§ Activity
Please report every line in the entries that contains the string "into".

§ Given data
———

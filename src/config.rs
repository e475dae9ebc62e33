use crate::errors::{ScoringError, ScoringResult};
use std::path::PathBuf;

#[derive(Debug, Clone)]
pub struct AppConfig {
    pub snapshot_path: PathBuf,
    pub output_path: PathBuf,
    pub metric_catalog_path: Option<PathBuf>,
    pub progress_interval: u64,
    pub correlation_chunk_size: usize,
    pub worker_threads: usize,
    pub override_bonus: i32,
    pub min_match_score: i32,
    pub top_correlations: usize,
}

impl AppConfig {
    pub fn from_env() -> ScoringResult<Self> {
        dotenvy::dotenv().ok();

        let progress_interval = env_var_or("PROGRESS_INTERVAL", "100")
            .parse::<u64>()
            .map_err(|e| ScoringError::Config(format!("PROGRESS_INTERVAL: {e}")))?;

        let correlation_chunk_size = env_var_or("CORRELATION_CHUNK_SIZE", "256")
            .parse::<usize>()
            .map_err(|e| ScoringError::Config(format!("CORRELATION_CHUNK_SIZE: {e}")))?;

        let worker_threads = env_var_or("WORKER_THREADS", "0")
            .parse::<usize>()
            .map_err(|e| ScoringError::Config(format!("WORKER_THREADS: {e}")))?;

        let override_bonus = env_var_or("OVERRIDE_BONUS", "10")
            .parse::<i32>()
            .map_err(|e| ScoringError::Config(format!("OVERRIDE_BONUS: {e}")))?;

        let min_match_score = env_var_or("MIN_MATCH_SCORE", "900")
            .parse::<i32>()
            .map_err(|e| ScoringError::Config(format!("MIN_MATCH_SCORE: {e}")))?;

        let top_correlations = env_var_or("TOP_CORRELATIONS", "100")
            .parse::<usize>()
            .map_err(|e| ScoringError::Config(format!("TOP_CORRELATIONS: {e}")))?;

        if progress_interval == 0 {
            return Err(ScoringError::Config("PROGRESS_INTERVAL must be > 0".into()));
        }
        if correlation_chunk_size == 0 {
            return Err(ScoringError::Config("CORRELATION_CHUNK_SIZE must be > 0".into()));
        }

        Ok(Self {
            snapshot_path: PathBuf::from(env_var("SNAPSHOT_PATH")?),
            output_path: PathBuf::from(env_var_or("OUTPUT_PATH", "data/batch_results.json")),
            metric_catalog_path: std::env::var("METRIC_CATALOG_PATH").ok().map(PathBuf::from),
            progress_interval,
            correlation_chunk_size,
            worker_threads,
            override_bonus,
            min_match_score,
            top_correlations,
        })
    }
}

fn env_var(key: &str) -> ScoringResult<String> {
    std::env::var(key).map_err(|_| ScoringError::Config(format!("missing env var: {key}")))
}

fn env_var_or(key: &str, default: &str) -> String {
    std::env::var(key).unwrap_or_else(|_| default.to_string())
}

———

§ Finished exercise
            return Err(ScoringError::Config("PROGRESS_INTERVAL must be > 0".into()));
            return Err(ScoringError::Config("CORRELATION_CHUNK_SIZE must be > 0".into()));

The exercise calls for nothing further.